Son prix : 1,6 million d’euros (2,35 millions CAN).
La nouvelle a fait le tour du monde. Avec raison. Car il s’agissait là d’un record mondial, du moins sur l’internet.
PHOTO FOURNIE PAR PIPA
New Kim, vendue 2,35 millions CAN, telle que décrite sur le site de vente aux enchères PIPA
L’année précédente, un autre pigeon belge avait été adjugé pour 1,25 million d’euros (1,84 million CAN), apparemment au même acheteur. Le record absolu, lui, date de 2018, alors qu’un pigeon a été vendu 2,78 millions d’euros (4,10 millions CAN) dans une vente aux enchères physique, en Chine.
C’est du délire ! Un pigeon qui a la même valeur qu’un cheval de course ou une voiture de luxe, ça ne me dérange pas. Mais là, on est complètement hors sol !
Pierre Bockstael, colombophile de la région de Lille, en France
On est bien loin, en effet, du passe-temps traditionnel pour papis romantiques.
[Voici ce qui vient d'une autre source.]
use super::*;

fn link(id: &str, position: i32) -> Link {
    Link {
        id: id.to_owned(),
        user_id: "u1".to_owned(),
        title: format!("Link {id}"),
        url: "https://example.com/".to_owned(),
        is_active: true,
        position,
        clicks: 0,
        thumbnail_url: None,
    }
}

fn seeded() -> LinksState {
    let mut state = LinksState::default();
    state.set_all(vec![link("a", 0), link("b", 1), link("c", 2), link("d", 3)]);
    state
}

fn order(state: &LinksState) -> Vec<&str> {
    state.items.iter().map(|l| l.id.as_str()).collect()
}

fn positions(state: &LinksState) -> Vec<i32> {
    state.items.iter().map(|l| l.position).collect()
}

// =============================================================
// set_all / append
// =============================================================

#[test]
fn set_all_sorts_by_position() {
    let mut state = LinksState::default();
    state.set_all(vec![link("c", 2), link("a", 0), link("b", 1)]);
    assert_eq!(order(&state), vec!["a", "b", "c"]);
}

#[test]
fn append_assigns_next_dense_position() {
    let mut state = seeded();
    let appended = state.append(link("e", 0));
    assert_eq!(appended.position, 4);
    assert_eq!(state.items.last().map(|l| l.id.as_str()), Some("e"));
}

#[test]
fn append_after_delete_does_not_reuse_a_live_position() {
    let mut state = seeded();
    state.remove("c").expect("c exists");
    // Positions are now [0, 1, 3]; the next append must go past the tail.
    let appended = state.append(link("e", 0));
    assert_eq!(appended.position, 4);

    let mut seen = positions(&state);
    seen.sort_unstable();
    seen.dedup();
    assert_eq!(seen.len(), state.items.len());
}

#[test]
fn append_to_empty_list_starts_at_zero() {
    let mut state = LinksState::default();
    let appended = state.append(link("a", 7));
    assert_eq!(appended.position, 0);
}

// =============================================================
// reorder — positions dense from 0, changed rows reported
// =============================================================

#[test]
fn reorder_moves_item_and_renumbers_contiguously() {
    let mut state = seeded();
    let changed = state.reorder(3, 0);
    assert_eq!(order(&state), vec!["d", "a", "b", "c"]);
    assert_eq!(positions(&state), vec![0, 1, 2, 3]);
    // Every row shifted, so every row is reported.
    assert_eq!(
        changed,
        vec![
            ("d".to_owned(), 0),
            ("a".to_owned(), 1),
            ("b".to_owned(), 2),
            ("c".to_owned(), 3),
        ]
    );
}

#[test]
fn reorder_reports_only_rows_whose_position_changed() {
    let mut state = seeded();
    let changed = state.reorder(2, 3);
    assert_eq!(order(&state), vec!["a", "b", "d", "c"]);
    assert_eq!(positions(&state), vec![0, 1, 2, 3]);
    assert_eq!(changed, vec![("d".to_owned(), 2), ("c".to_owned(), 3)]);
}

#[test]
fn reorder_noop_and_out_of_bounds_change_nothing() {
    let mut state = seeded();
    assert!(state.reorder(1, 1).is_empty());
    assert!(state.reorder(9, 0).is_empty());
    assert!(state.reorder(0, 9).is_empty());
    assert_eq!(order(&state), vec!["a", "b", "c", "d"]);
}

#[test]
fn positions_stay_contiguous_after_repeated_reorders() {
    let mut state = seeded();
    state.reorder(0, 3);
    state.reorder(2, 0);
    state.reorder(1, 2);
    assert_eq!(positions(&state), vec![0, 1, 2, 3]);
    assert_eq!(order(&state), vec!["d", "c", "b", "a"]);
}

// =============================================================
// delete rollback vs reorder no-rollback (pinned asymmetry)
// =============================================================

#[test]
fn failed_delete_restores_link_in_original_slot() {
    let mut state = seeded();
    let removed = state.remove("b").expect("b exists");
    assert_eq!(order(&state), vec!["a", "c", "d"]);

    // Simulated remote failure: roll back from the snapshot.
    state.restore(removed);
    assert_eq!(order(&state), vec!["a", "b", "c", "d"]);
    assert_eq!(positions(&state), vec![0, 1, 2, 3]);
}

#[test]
fn failed_reorder_keeps_new_client_order() {
    let mut state = seeded();
    let changed = state.reorder(0, 2);
    assert!(!changed.is_empty());

    // Simulated remote failure: the caller only records the error; the new
    // order stands.
    state.error = Some("link update failed: 500".to_owned());
    assert_eq!(order(&state), vec!["b", "c", "a", "d"]);
    assert_eq!(positions(&state), vec![0, 1, 2, 3]);
}

#[test]
fn remove_unknown_id_is_none() {
    let mut state = seeded();
    assert!(state.remove("zz").is_none());
    assert_eq!(state.items.len(), 4);
}

#[test]
fn restore_clamps_index_when_list_shrank() {
    let mut state = seeded();
    let removed = state.remove("d").expect("d exists");
    state.items.clear();
    state.restore(removed);
    assert_eq!(order(&state), vec!["d"]);
}

// =============================================================
// patch
// =============================================================

#[test]
fn patch_edits_matching_row_only() {
    let mut state = seeded();
    assert!(state.patch("c", |l| l.title = "Portfolio".to_owned()));
    assert_eq!(state.items[2].title, "Portfolio");
    assert!(!state.patch("zz", |l| l.title = "Nope".to_owned()));
}
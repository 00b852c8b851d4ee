use super::*;

fn session() -> Session {
    Session {
        access_token: "tok".to_owned(),
        refresh_token: String::new(),
        user_id: "u1".to_owned(),
        email: "a@example.com".to_owned(),
    }
}

fn profile(active: bool, admin: bool) -> Profile {
    Profile {
        id: "u1".to_owned(),
        username: "sam".to_owned(),
        bio: String::new(),
        avatar_url: None,
        cover_url: None,
        plan: "free".to_owned(),
        is_active: active,
        is_admin: admin,
        created_at: None,
    }
}

#[test]
fn default_has_no_session() {
    let state = AuthState::default();
    assert!(state.session.is_none());
    assert!(state.profile.is_none());
    assert!(!state.loading);
}

#[test]
fn signed_in_resets_profile() {
    let mut state = AuthState::default();
    state.profile_loaded(profile(true, false));
    state.signed_in(session());
    assert!(state.session.is_some());
    assert!(state.profile.is_none());
}

#[test]
fn signed_out_clears_everything() {
    let mut state = AuthState::default();
    state.signed_in(session());
    state.profile_loaded(profile(true, false));
    state.signed_out();
    assert!(state.session.is_none());
    assert!(state.profile.is_none());
}

#[test]
fn inactive_profile_is_fatal() {
    let mut state = AuthState::default();
    state.signed_in(session());
    state.profile_loaded(profile(false, false));
    assert!(state.profile_is_fatal());
}

#[test]
fn missing_profile_with_session_is_fatal() {
    let mut state = AuthState::default();
    state.signed_in(session());
    assert!(state.profile_is_fatal());
}

#[test]
fn active_profile_is_not_fatal() {
    let mut state = AuthState::default();
    state.signed_in(session());
    state.profile_loaded(profile(true, false));
    assert!(!state.profile_is_fatal());
}

#[test]
fn no_session_is_never_fatal() {
    let state = AuthState::default();
    assert!(!state.profile_is_fatal());
}

#[test]
fn is_admin_requires_admin_profile() {
    let mut state = AuthState::default();
    state.signed_in(session());
    assert!(!state.is_admin());
    state.profile_loaded(profile(true, true));
    assert!(state.is_admin());
}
Même si les courses de pigeons voyageurs ont toujours impliqué de l’argent, le secteur s’est transformé en une véritable industrie où des sommes astronomiques sont désormais en jeu.
S’acheter du prestige
Il n’y a pas si longtemps, une vente à 100 000 euros (150 000 $ CAN) était considérée comme un évènement. Aujourd’hui, ce chiffre fait pâle figure à côté des ventes conclues sur le Net, tout particulièrement sur le site belge PIPA, leader mondial des ventes aux enchères sur l’internet.
PHOTO FOURNIE PAR PIPA
Nikolaas Gyselbrecht, fondateur et président du site PIPA
Cette explosion du marché serait largement attribuable à l’arrivée des Chinois dans ce « sport » qui a longtemps été une spécialité européenne.
Ce n’est certes pas d’hier qu’on élève des pigeons en Chine. Mais l’apparition d’une classe moyenne, couplée à une obsession toute chinoise pour les jeux d’argent, a fait émerger la colombophilie de masse. On parle aujourd’hui de 500 000 à 1 million d’éleveurs en Chine, sans compter ceux qui aiment jouer, sans pour autant posséder d’oiseaux.
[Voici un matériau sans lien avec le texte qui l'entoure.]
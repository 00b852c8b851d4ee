use super::*;
use crate::net::types::{AppearanceSettings, ButtonFill, ButtonShadow, ButtonShape, FontFamily, ThemePreset};
use crate::util::color::is_light_color;

fn settings_with(theme: ThemePreset) -> AppearanceSettings {
    AppearanceSettings {
        user_id: "u1".to_owned(),
        theme,
        ..AppearanceSettings::default()
    }
}

// =============================================================
// page_style
// =============================================================

#[test]
fn each_preset_has_distinct_background() {
    let presets = [
        ThemePreset::Midnight,
        ThemePreset::Daybreak,
        ThemePreset::Forest,
        ThemePreset::Ocean,
        ThemePreset::Blush,
        ThemePreset::Mono,
    ];
    let backgrounds: Vec<String> = presets
        .iter()
        .map(|&p| page_style(&settings_with(p)).background)
        .collect();
    for (i, a) in backgrounds.iter().enumerate() {
        for b in &backgrounds[i + 1..] {
            assert_ne!(a, b);
        }
    }
}

#[test]
fn custom_theme_uses_uploaded_background_image() {
    let mut settings = settings_with(ThemePreset::Custom);
    settings.background_url = Some("https://cdn.example.com/bg.jpg".to_owned());
    let style = page_style(&settings);
    assert_eq!(
        style.background,
        "url('https://cdn.example.com/bg.jpg') center / cover no-repeat fixed"
    );
}

#[test]
fn custom_theme_without_image_falls_back_to_midnight_colors() {
    let style = page_style(&settings_with(ThemePreset::Custom));
    assert_eq!(style.background, page_style(&settings_with(ThemePreset::Midnight)).background);
}

#[test]
fn font_color_override_wins_over_preset_text() {
    let mut settings = settings_with(ThemePreset::Midnight);
    settings.font_color = Some("#FFD700".to_owned());
    assert_eq!(page_style(&settings).text_color, "#ffd700");
}

#[test]
fn invalid_font_color_falls_back_to_preset_text() {
    let mut settings = settings_with(ThemePreset::Mono);
    settings.font_color = Some("gold".to_owned());
    assert_eq!(page_style(&settings).text_color, "#171717");
}

#[test]
fn font_family_changes_the_stack() {
    let mut settings = settings_with(ThemePreset::Mono);
    settings.font_family = FontFamily::Mono;
    assert!(page_style(&settings).font_stack.contains("monospace"));
}

// =============================================================
// button_style — override rule (the binding contract)
// =============================================================

#[test]
fn light_font_color_forces_dark_solid_buttons_on_every_preset() {
    for preset in [
        ThemePreset::Midnight,
        ThemePreset::Daybreak,
        ThemePreset::Forest,
        ThemePreset::Ocean,
        ThemePreset::Blush,
        ThemePreset::Mono,
        ThemePreset::Custom,
    ] {
        let mut settings = settings_with(preset);
        settings.font_color = Some("#ffffff".to_owned());
        settings.button_fill = ButtonFill::Solid;
        let style = button_style(&settings);
        assert!(!is_light_color(&style.background), "preset {preset:?}: background must be dark");
        assert!(is_light_color(&style.text_color), "preset {preset:?}: text must be light");
    }
}

#[test]
fn dark_font_color_forces_light_solid_buttons_on_every_preset() {
    for preset in [ThemePreset::Midnight, ThemePreset::Daybreak, ThemePreset::Mono] {
        let mut settings = settings_with(preset);
        settings.font_color = Some("#000000".to_owned());
        settings.button_fill = ButtonFill::Solid;
        let style = button_style(&settings);
        assert!(is_light_color(&style.background), "preset {preset:?}: background must be light");
        assert!(!is_light_color(&style.text_color), "preset {preset:?}: text must be dark");
    }
}

#[test]
fn without_override_the_preset_palette_applies() {
    let style = button_style(&settings_with(ThemePreset::Midnight));
    assert_eq!(style.background, "#f8fafc");
    assert_eq!(style.text_color, "#0f172a");
}

// =============================================================
// button_style — independent axes
// =============================================================

#[test]
fn shape_axis_sets_radius_only() {
    let mut settings = settings_with(ThemePreset::Mono);
    settings.button_shape = ButtonShape::Square;
    assert_eq!(button_style(&settings).radius, "0");
    settings.button_shape = ButtonShape::Pill;
    assert_eq!(button_style(&settings).radius, "999px");
}

#[test]
fn outline_fill_is_transparent_with_accent_border() {
    let mut settings = settings_with(ThemePreset::Midnight);
    settings.button_fill = ButtonFill::Outline;
    let style = button_style(&settings);
    assert_eq!(style.background, "transparent");
    assert_eq!(style.border, "1.5px solid #f8fafc");
}

#[test]
fn shadow_axis_is_independent_of_fill() {
    let mut settings = settings_with(ThemePreset::Mono);
    settings.button_shadow = ButtonShadow::Hard;
    settings.button_fill = ButtonFill::Glass;
    let style = button_style(&settings);
    assert_eq!(style.shadow, "4px 4px 0 rgba(0, 0, 0, 0.85)");
    assert!(style.background.starts_with("rgba("));
}

#[test]
fn style_attr_emits_inline_css() {
    let attr = button_style(&settings_with(ThemePreset::Mono)).style_attr();
    assert!(attr.contains("background:#171717;"));
    assert!(attr.contains("border-radius:14px;"));
}

// =============================================================
// link_icon
// =============================================================

#[test]
fn known_domains_map_to_brand_slugs() {
    assert_eq!(link_icon("https://github.com/someone"), Some(LinkIcon::Brand("github")));
    assert_eq!(link_icon("https://www.instagram.com/someone/"), Some(LinkIcon::Brand("instagram")));
    assert_eq!(link_icon("https://x.com/someone"), Some(LinkIcon::Brand("twitter")));
    assert_eq!(link_icon("https://youtu.be/abc123"), Some(LinkIcon::Brand("youtube")));
}

#[test]
fn unknown_hosts_fall_back_to_favicon_service() {
    assert_eq!(
        link_icon("https://blog.example.com/post"),
        Some(LinkIcon::Favicon(
            "https://icons.duckduckgo.com/ip3/blog.example.com.ico".to_owned()
        ))
    );
}

#[test]
fn lookalike_hosts_do_not_match_brands() {
    // Substring alone must not be enough; only the domain or a subdomain of it.
    assert_eq!(
        link_icon("https://github.com.evil.example/phish"),
        Some(LinkIcon::Favicon(
            "https://icons.duckduckgo.com/ip3/github.com.evil.example.ico".to_owned()
        ))
    );
}

#[test]
fn unparseable_urls_get_no_icon() {
    assert_eq!(link_icon("not a url"), None);
    assert_eq!(link_icon("https://"), None);
}
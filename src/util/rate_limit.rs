//! Client-side sliding-window rate limiting for auth attempts.
//!
//! DESIGN
//! ======
//! Sliding-window counters backed by `HashMap<String, VecDeque<u64>>` of
//! millisecond timestamps, pruned on every check. Attempt history is persisted
//! to `localStorage` so a reload does not reset the window.
//!
//! TRADE-OFFS
//! ==========
//! This is an advisory UI affordance only: anyone can clear storage or call
//! the backend directly. Real throttling belongs to the backend; this exists
//! to keep honest users from hammering the sign-in form.

#[cfg(test)]
#[path = "rate_limit_test.rs"]
mod rate_limit_test;

use std::collections::{HashMap, VecDeque};

use serde::{Deserialize, Serialize};

use crate::util::storage;

const STORAGE_KEY: &str = "linkleaf_auth_attempts";

/// Sliding-window attempt limiter keyed by caller-chosen identifier
/// (typically the email being signed in).
#[derive(Clone, Debug, Serialize, Deserialize)]
pub struct RateLimiter {
    window_ms: u64,
    max_attempts: usize,
    attempts: HashMap<String, VecDeque<u64>>,
}

impl RateLimiter {
    #[must_use]
    pub fn new(window_ms: u64, max_attempts: usize) -> Self {
        Self {
            window_ms,
            max_attempts,
            attempts: HashMap::new(),
        }
    }

    /// Restore a limiter from `localStorage`, falling back to a fresh one.
    #[must_use]
    pub fn load(window_ms: u64, max_attempts: usize) -> Self {
        storage::load_local_json::<Self>(STORAGE_KEY)
            .filter(|l| l.window_ms == window_ms && l.max_attempts == max_attempts)
            .unwrap_or_else(|| Self::new(window_ms, max_attempts))
    }

    /// Persist the current attempt history to `localStorage`.
    pub fn save(&self) {
        storage::save_local_json(STORAGE_KEY, self);
    }

    /// Record an attempt for `id` and report whether it is allowed.
    ///
    /// Returns `true` for the first `max_attempts` attempts inside any rolling
    /// window, then `false` until the oldest attempt ages out.
    pub fn is_allowed(&mut self, id: &str) -> bool {
        self.is_allowed_at(id, now_ms())
    }

    /// Internal: check + record with an explicit clock (for testing).
    fn is_allowed_at(&mut self, id: &str, now: u64) -> bool {
        let window = self.attempts.entry(id.to_owned()).or_default();
        prune_window(window, now, self.window_ms);
        if window.len() >= self.max_attempts {
            return false;
        }
        window.push_back(now);
        true
    }

    /// Milliseconds until `id` may attempt again, or 0 when allowed now.
    pub fn retry_after_ms(&self, id: &str) -> u64 {
        self.retry_after_ms_at(id, now_ms())
    }

    fn retry_after_ms_at(&self, id: &str, now: u64) -> u64 {
        let Some(window) = self.attempts.get(id) else {
            return 0;
        };
        let live = window
            .iter()
            .filter(|&&ts| now.saturating_sub(ts) < self.window_ms)
            .count();
        if live < self.max_attempts {
            return 0;
        }
        window
            .front()
            .map_or(0, |&oldest| (oldest + self.window_ms).saturating_sub(now))
    }
}

/// Drop timestamps older than `window_ms` from the front of the deque.
fn prune_window(window: &mut VecDeque<u64>, now: u64, window_ms: u64) {
    while let Some(&front) = window.front() {
        if now.saturating_sub(front) >= window_ms {
            window.pop_front();
        } else {
            break;
        }
    }
}

/// Wall-clock milliseconds; `js_sys::Date` in the browser, zero in native
/// builds where the explicit-clock test paths are used instead.
fn now_ms() -> u64 {
    #[cfg(feature = "hydrate")]
    {
        #[allow(clippy::cast_possible_truncation, clippy::cast_sign_loss)]
        {
            js_sys::Date::now() as u64
        }
    }
    #[cfg(not(feature = "hydrate"))]
    {
        0
    }
}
La vente aux enchères du mois de novembre, soigneusement moussée par PIPA, témoigne assez manifestement de cette nouvelle passion asiatique. Elle permet à certains de s’acheter du prestige.
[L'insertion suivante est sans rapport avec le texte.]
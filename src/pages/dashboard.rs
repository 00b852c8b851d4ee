//! Authenticated dashboard: editor tabs on the left, live preview on the right.
//!
//! SYSTEM CONTEXT
//! ==============
//! Mount kicks off the profile, links, and appearance fetches together. A
//! missing or deactivated profile is fatal: the session is revoked and the
//! user lands back on the login page. The preview pane renders the same
//! component as the public page, fed from editor state, so what you see is
//! what visitors get.

use leptos::prelude::*;
use leptos_router::hooks::use_navigate;

use crate::components::appearance_panel::AppearancePanel;
use crate::components::links_panel::LinksPanel;
use crate::components::navbar::Navbar;
use crate::components::profile_view::ProfileView;
use crate::components::settings_panel::SettingsPanel;
use crate::state::appearance::AppearanceState;
use crate::state::auth::AuthState;
use crate::state::links::LinksState;
use crate::state::ui::{DashboardTab, UiState};

#[component]
pub fn DashboardPage() -> impl IntoView {
    let auth = expect_context::<RwSignal<AuthState>>();
    let links = expect_context::<RwSignal<LinksState>>();
    let appearance = expect_context::<RwSignal<AppearanceState>>();
    let ui = expect_context::<RwSignal<UiState>>();
    let navigate = use_navigate();

    crate::util::auth::install_unauth_redirect(auth, navigate.clone());

    // Load everything for the signed-in user as soon as a session is present.
    Effect::new(move || {
        let Some(session) = auth.get().session else {
            return;
        };
        if auth.with_untracked(|a| a.profile.is_some()) {
            return;
        }
        #[cfg(feature = "hydrate")]
        {
            let navigate = navigate.clone();
            let user_id = session.user_id.clone();
            links.update(|s| s.loading = true);
            leptos::task::spawn_local(async move {
                let (profile, fetched_links, settings) = futures::join!(
                    crate::net::api::fetch_profile(&session),
                    crate::net::api::fetch_links(&user_id, Some(&session)),
                    crate::net::api::fetch_appearance(&user_id, Some(&session)),
                );

                if let Some(profile) = profile {
                    auth.update(|a| a.profile_loaded(profile));
                }
                if auth.with_untracked(crate::state::auth::AuthState::profile_is_fatal) {
                    crate::net::api::sign_out(&session).await;
                    auth.update(crate::state::auth::AuthState::signed_out);
                    navigate("/login", Default::default());
                    return;
                }

                links.update(|s| match fetched_links {
                    Some(items) => s.set_all(items),
                    None => {
                        s.loading = false;
                        s.error = Some("Could not load your links.".to_owned());
                    }
                });
                let mut settings = settings.unwrap_or_default();
                if settings.user_id.is_empty() {
                    settings.user_id = user_id;
                }
                appearance.update(|s| s.set_loaded(settings));
            });
        }
        #[cfg(not(feature = "hydrate"))]
        let _ = (&navigate, session, links, appearance);
    });

    let tab = move || ui.with(|u| u.tab);
    let set_tab = move |next: DashboardTab| ui.update(|u| u.tab = next);

    let preview_profile = move || auth.get().profile;
    let preview = move || {
        preview_profile().map(|profile| {
            let settings = appearance.with(|s| s.settings.clone());
            let items = links.with(|s| s.items.clone());
            view! { <ProfileView profile=profile appearance=settings links=items /> }
        })
    };

    view! {
        <Navbar />
        <main class="dashboard">
            <div class="dashboard__editor">
                <nav class="dashboard__tabs">
                    <button
                        class="tab"
                        class=("tab--active", move || tab() == DashboardTab::Links)
                        on:click=move |_| set_tab(DashboardTab::Links)
                    >
                        "Links"
                    </button>
                    <button
                        class="tab"
                        class=("tab--active", move || tab() == DashboardTab::Appearance)
                        on:click=move |_| set_tab(DashboardTab::Appearance)
                    >
                        "Appearance"
                    </button>
                    <button
                        class="tab"
                        class=("tab--active", move || tab() == DashboardTab::Settings)
                        on:click=move |_| set_tab(DashboardTab::Settings)
                    >
                        "Settings"
                    </button>
                </nav>

                {move || match tab() {
                    DashboardTab::Links => view! { <LinksPanel /> }.into_any(),
                    DashboardTab::Appearance => view! { <AppearancePanel /> }.into_any(),
                    DashboardTab::Settings => view! { <SettingsPanel /> }.into_any(),
                }}
            </div>

            <aside class="dashboard__preview">
                <div class="dashboard__preview-frame">{preview}</div>
            </aside>
        </main>
    }
}
//! Encryption and decryption of wallet payloads
//!
//! Passwords are stretched with PBKDF2-HMAC-SHA1 and payloads are encrypted
//! with AES-256. Stored wallets come either wrapped in a versioned JSON
//! envelope or, for the oldest wallets, as a bare v1 payload. See
//! [`state::wallet::encryption`] for the format.

pub mod application;
pub mod state;

use anyhow::Result;

use crate::application::config::cli_args;

/// Run the command given on the command line
pub async fn initialize(args: cli_args::Args) -> Result<()> {
    application::command::run(args).await
}
pub mod wallet;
PHOTO JEAN-CHRISTOPHE LAURENCE, LA PRESSE
Tom Van Gaver, colombophile réputé de la région de Zottegem, en Belgique, devant son colombier
C’était une bataille d’ego. Acheter le pigeon le plus cher d’Europe, c’est une façon de se donner de l’importance.
Tom Van Gaver, colombophile réputé de la région de Zottegem, en Belgique
Et d’investir pour l’avenir, précisons-nous. Car si le pigeon a été acheté à ce prix, c’est bel et bien pour la reproduction, et non pour gagner des courses.
New Kim – c’est son petit nom – sera probablement accouplée avec d’autres pigeons de première classe, afin de créer une nouvelle lignée de volatiles ultracompétitifs… qui rapporteront éventuellement un paquet de fric à son propriétaire.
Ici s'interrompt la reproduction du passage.